It is said that the act has not done good. Can this be said in the face of the effect of the Northern Securities decree? That decree was in no way so drastic or inhibitive in detail as either the Standard Oil decree or the Tobacco decree; but did it not stop for all time the then powerful movement toward the control of all the railroads of the country in a single hand? Such a one-man power could not have been a healthful influence in the Republic, even though exercised under the general supervision of an interstate commission.

Do we desire to make such ruthless combinations and monopolies lawful? When all energies are directed, not toward the reduction of the cost of production for the public benefit by a healthful competition, but toward new ways and means for making permanent in a few hands the absolute control of the conditions and prices prevailing in the whole field of industry, then individual enterprise and effort will be paralyzed and the spirit of commercial freedom will be dead.


The relations of the United States with other countries have continued during the past twelve months upon a basis of the usual good will and friendly intercourse. ARBITRATION.

The year just passed marks an important general movement on the part of the Powers for broader arbitration. In the recognition of the manifold benefits to mankind in the extension of the policy of the settlement of international disputes by arbitration rather than by war, and in response to a widespread demand for an advance in that direction on the part of the people of the United States and of Great Britain and of France, new arbitration treaties were negotiated last spring with Great Britain and France, the terms of which were de signed, as expressed in the preamble of these treaties, to extend the scope and obligations of the policy of arbitration adopted in our present treaties with those Governments To pave the way for this treat with the United States, Great Britain negotiated an important modification in its alliance with Japan, and the French Government also expedited the negotiations with signal good will. The new treaties have been submitted to the Senate and are awaiting its advice and consent to their ratification. All the essentials of these important treaties have long been known, and it is my earnest hope that they will receive prompt and favorable action.

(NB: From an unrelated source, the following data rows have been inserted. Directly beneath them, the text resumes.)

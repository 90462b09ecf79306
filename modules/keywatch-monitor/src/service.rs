use std::fmt;
use std::sync::{Arc, Mutex, PoisonError};

use chrono::{DateTime, Utc};
use serde::Serialize;
use tokio::task::JoinHandle;
use tokio_util::sync::CancellationToken;
use tracing::{error, info, warn};

use keywatch_common::{ConfigStore, Match, MonitorConfig, Platform};

use crate::connector::{Connections, PlatformConnector};
use crate::enrichment::Enrichment;

#[derive(Debug, Clone, Copy, PartialEq, Eq, Serialize)]
#[serde(rename_all = "lowercase")]
pub enum MonitorState {
    Stopped,
    Starting,
    Running,
    Stopping,
}

impl fmt::Display for MonitorState {
    fn fmt(&self, f: &mut fmt::Formatter<'_>) -> fmt::Result {
        match self {
            Self::Stopped => write!(f, "stopped"),
            Self::Starting => write!(f, "starting"),
            Self::Running => write!(f, "running"),
            Self::Stopping => write!(f, "stopping"),
        }
    }
}

/// Counters from one monitoring cycle.
#[derive(Debug, Clone, Default, PartialEq, Eq, Serialize)]
pub struct CycleStats {
    /// No keywords configured, nothing was polled.
    pub skipped: bool,
    pub entities_polled: u32,
    pub entities_failed: u32,
    pub items_seen: u32,
    pub matches: u32,
    pub notifications_delivered: u32,
    pub notifications_failed: u32,
    pub enrichments_failed: u32,
}

impl fmt::Display for CycleStats {
    fn fmt(&self, f: &mut fmt::Formatter<'_>) -> fmt::Result {
        if self.skipped {
            return write!(f, "skipped (no keywords)");
        }
        write!(
            f,
            "entities_polled={} entities_failed={} new_items={} matches={} delivered={} delivery_failures={} enrichment_failures={}",
            self.entities_polled,
            self.entities_failed,
            self.items_seen,
            self.matches,
            self.notifications_delivered,
            self.notifications_failed,
            self.enrichments_failed,
        )
    }
}

/// Result of [`run_cycle`]: the counters plus the matches it found.
#[derive(Debug, Default)]
pub struct CycleReport {
    pub stats: CycleStats,
    pub matches: Vec<(Match, Option<Enrichment>)>,
}

/// Snapshot for the status endpoint.
#[derive(Debug, Clone, Serialize)]
pub struct MonitorStatus {
    pub state: MonitorState,
    pub running: bool,
    pub cycles_completed: u64,
    pub last_cycle: Option<CycleStats>,
    pub last_cycle_at: Option<DateTime<Utc>>,
}

/// One pass over every configured platform: poll, enrich, notify.
///
/// Sequential throughout. An empty keyword list skips the cycle without
/// touching any source.
pub async fn run_cycle(
    config: &MonitorConfig,
    connections: &mut Connections,
    cancel: &CancellationToken,
) -> CycleReport {
    let mut report = CycleReport::default();

    if config.keywords.is_empty() {
        info!("No keywords configured, skipping cycle");
        report.stats.skipped = true;
        return report;
    }

    let max_items = config.monitoring.max_posts_per_check;
    let mut matches = Vec::new();
    for poller in connections.pollers.iter_mut() {
        if cancel.is_cancelled() {
            break;
        }
        let references = match poller.platform() {
            Platform::Vk => &config.vk.groups,
            Platform::Telegram => &config.telegram.channels,
        };
        if references.is_empty() {
            continue;
        }
        let outcome = poller
            .poll_all(references, &config.keywords, max_items, cancel)
            .await;
        report.stats.entities_polled += outcome.entities_polled;
        report.stats.entities_failed += outcome.entities_failed;
        report.stats.items_seen += outcome.items_seen;
        matches.extend(outcome.matches);
    }
    report.stats.matches = matches.len() as u32;

    if !matches.is_empty() {
        if connections.notifier.is_none() {
            warn!(matches = matches.len(), "No notifier configured, matches will not be delivered");
        } else if config.recipients.is_empty() {
            warn!(matches = matches.len(), "No recipients configured, matches will not be delivered");
        }
    }

    for m in matches {
        let enrichment = match connections.enricher {
            Some(ref enricher) => Some(enricher.analyze(&m.full_text).await),
            None => None,
        };
        if matches!(enrichment, Some(Enrichment::Failed { .. })) {
            report.stats.enrichments_failed += 1;
        }

        if let Some(ref notifier) = connections.notifier {
            let delivery = notifier
                .notify_all(&config.recipients, &m, enrichment.as_ref(), cancel)
                .await;
            report.stats.notifications_delivered += delivery.delivered.len() as u32;
            report.stats.notifications_failed += delivery.failed.len() as u32;
        }

        report.matches.push((m, enrichment));
    }

    report
}

#[derive(Debug, Default)]
struct LastCycle {
    stats: Option<CycleStats>,
    finished_at: Option<DateTime<Utc>>,
    count: u64,
}

struct Shared {
    state: Mutex<MonitorState>,
    last_cycle: Mutex<LastCycle>,
}

impl Shared {
    fn state(&self) -> MonitorState {
        *self.state.lock().unwrap_or_else(PoisonError::into_inner)
    }

    fn set_state(&self, state: MonitorState) {
        *self.state.lock().unwrap_or_else(PoisonError::into_inner) = state;
    }

    /// Move `from` → `to`; false if the current state is something else.
    fn transition(&self, from: MonitorState, to: MonitorState) -> bool {
        let mut state = self.state.lock().unwrap_or_else(PoisonError::into_inner);
        if *state != from {
            return false;
        }
        *state = to;
        true
    }

    fn record(&self, stats: CycleStats) {
        let mut last = self.last_cycle.lock().unwrap_or_else(PoisonError::into_inner);
        last.stats = Some(stats);
        last.finished_at = Some(Utc::now());
        last.count += 1;
    }
}

/// Long-running monitoring loop with start/stop control.
pub struct MonitorService {
    store: Arc<ConfigStore>,
    connector: Arc<dyn PlatformConnector>,
    shared: Arc<Shared>,
    cancel: Mutex<CancellationToken>,
    task: Mutex<Option<JoinHandle<()>>>,
}

impl MonitorService {
    pub fn new(store: Arc<ConfigStore>, connector: Arc<dyn PlatformConnector>) -> Self {
        Self {
            store,
            connector,
            shared: Arc::new(Shared {
                state: Mutex::new(MonitorState::Stopped),
                last_cycle: Mutex::new(LastCycle::default()),
            }),
            cancel: Mutex::new(CancellationToken::new()),
            task: Mutex::new(None),
        }
    }

    pub fn store(&self) -> &Arc<ConfigStore> {
        &self.store
    }

    pub fn state(&self) -> MonitorState {
        self.shared.state()
    }

    pub fn is_running(&self) -> bool {
        self.state() == MonitorState::Running
    }

    pub fn status(&self) -> MonitorStatus {
        let state = self.state();
        let last = self.shared.last_cycle.lock().unwrap_or_else(PoisonError::into_inner);
        MonitorStatus {
            state,
            running: state == MonitorState::Running,
            cycles_completed: last.count,
            last_cycle: last.stats.clone(),
            last_cycle_at: last.finished_at,
        }
    }

    /// Spawn the monitoring loop. Returns false (and does nothing) unless the
    /// service is stopped. Must be called within a Tokio runtime.
    pub fn start(&self) -> bool {
        if !self.shared.transition(MonitorState::Stopped, MonitorState::Starting) {
            info!(state = %self.state(), "Monitor already active, start ignored");
            return false;
        }

        let cancel = CancellationToken::new();
        *self.cancel.lock().unwrap_or_else(PoisonError::into_inner) = cancel.clone();

        let worker = tokio::spawn(run_loop(
            self.store.clone(),
            self.connector.clone(),
            self.shared.clone(),
            cancel,
        ));

        let shared = self.shared.clone();
        let supervisor = tokio::spawn(async move {
            match worker.await {
                Ok(()) => {}
                Err(e) if e.is_panic() => error!(error = %e, "Monitor loop crashed"),
                Err(e) => error!(error = %e, "Monitor loop aborted"),
            }
            shared.set_state(MonitorState::Stopped);
            info!("Monitor stopped");
        });

        *self.task.lock().unwrap_or_else(PoisonError::into_inner) = Some(supervisor);
        true
    }

    /// Request a stop. The in-flight cycle finishes its current network call;
    /// use [`join`](Self::join) to wait for it. Returns false if not active.
    pub fn stop(&self) -> bool {
        let requested = self.shared.transition(MonitorState::Running, MonitorState::Stopping)
            || self.shared.transition(MonitorState::Starting, MonitorState::Stopping);
        if requested {
            info!("Stopping monitor");
            self.cancel
                .lock()
                .unwrap_or_else(PoisonError::into_inner)
                .cancel();
        }
        requested
    }

    /// Wait for the background task, if any, to finish.
    pub async fn join(&self) {
        let task = self.task.lock().unwrap_or_else(PoisonError::into_inner).take();
        if let Some(task) = task {
            if let Err(e) = task.await {
                error!(error = %e, "Monitor supervisor task failed");
                self.shared.set_state(MonitorState::Stopped);
            }
        }
    }

    /// `stop` followed by `join`.
    pub async fn shutdown(&self) {
        self.stop();
        self.join().await;
    }
}

async fn run_loop(
    store: Arc<ConfigStore>,
    connector: Arc<dyn PlatformConnector>,
    shared: Arc<Shared>,
    cancel: CancellationToken,
) {
    let mut connections = connector.connect(&store.snapshot()).await;

    if !shared.transition(MonitorState::Starting, MonitorState::Running) {
        return;
    }
    info!(
        platforms = connections.pollers.len(),
        notifier = connections.notifier.is_some(),
        enrichment = connections.enricher.is_some(),
        "Monitor running"
    );

    loop {
        if cancel.is_cancelled() {
            break;
        }

        if let Err(e) = store.reload() {
            warn!(error = %e, "Could not re-read config file, using last known config");
        }
        let config = store.snapshot();

        let report = run_cycle(&config, &mut connections, &cancel).await;
        info!("Cycle complete: {}", report.stats);
        shared.record(report.stats);

        tokio::select! {
            _ = cancel.cancelled() => break,
            _ = tokio::time::sleep(config.monitoring.interval()) => {}
        }
    }
}

#[cfg(test)]
mod tests {
    use super::*;

    #[test]
    fn stats_display_is_one_line() {
        let stats = CycleStats {
            entities_polled: 3,
            matches: 1,
            notifications_delivered: 2,
            ..CycleStats::default()
        };
        let line = stats.to_string();
        assert!(line.contains("entities_polled=3"));
        assert!(line.contains("matches=1"));
        assert!(line.contains("delivered=2"));
        assert!(!line.contains('\n'));
    }

    #[test]
    fn skipped_cycle_says_so() {
        let stats = CycleStats {
            skipped: true,
            ..CycleStats::default()
        };
        assert_eq!(stats.to_string(), "skipped (no keywords)");
    }

    #[test]
    fn state_serializes_lowercase() {
        assert_eq!(serde_json::to_string(&MonitorState::Running).unwrap(), "\"running\"");
    }
}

I am glad to report that on July 5 last the American claim of Alsop & Co. against the Government of Chile was finally disposed of by the decision of His Britannic Majesty George V, to whom, as amiable compositeur, the matter had been referred for determination. His Majesty made an award of nearly $1,000,000 to the claimants, which was promptly paid by Chile. The settlement of this controversy has happily eliminated from the relations between the Republic of Chile and the United States the only question which for two decades had given the two foreign offices any serious concern and makes possible the unobstructed development of the relations of friendship which it has been the aim of this Government in every possible way to further and cultivate.


In further illustration of the practical and beneficent application of the principle of arbitration and the underlying broad spirit of conciliation, I am happy to advert to the part of the United States in facilitating amicable settlement of disputes which menaced the peace between Panama and Costa Rica and between Haiti and the Dominican Republic.

Since the date of their independence, Colombia and Costa Rica had been seeking a solution of a boundary dispute, which came as an heritage from Colombia to the new Republic of Panama, upon its beginning life as an independent nation. Although the disputants had submitted this question for decision to the President of France under the terms of an arbitration treaty, the exact interpretation of the provisions of the award rendered had been a matter of serious disagreement between the two countries, both contending for widely different lines even under the terms of the decision. Subsequently and since 1903 this boundary question had been the subject of fruitless diplomatic negotiations between the parties. In January, 1910, at the request of both Governments the agents representing them met in conference at the Department of State and subsequently concluded a protocol submitting this long-pending controversy to the arbitral judgment of the Chief justice of the United States, who consented to act in this capacity. A boundary commission, according to the international agreement, has now been appointed, and it is expected that the arguments will shortly proceed and that this long-standing dispute will be honorably and satisfactorily terminated.

Again, a few months ago it appeared that the Dominican Republic and Haiti were about to enter upon hostilities because of complications growing out of an acrimonious boundary dispute which the efforts of many years had failed to solve. The Government of the United States, by a friendly interposition of good offices, succeeded in prevailing upon the parties to place their reliance upon some form of pacific settlement. Accordingly, on the friendly suggestion of this Government, the two Governments empowered commissioners to meet at Washington in conference at the State Department in order to arrange the terms of submission to arbitration of the boundary controversy.


Our arbitration of the Chamizal boundary question with Mexico was unfortunately abortive, but with the earnest efforts on the part of both Governments which its importance commands, it is felt that an early practical adjustment should prove possible.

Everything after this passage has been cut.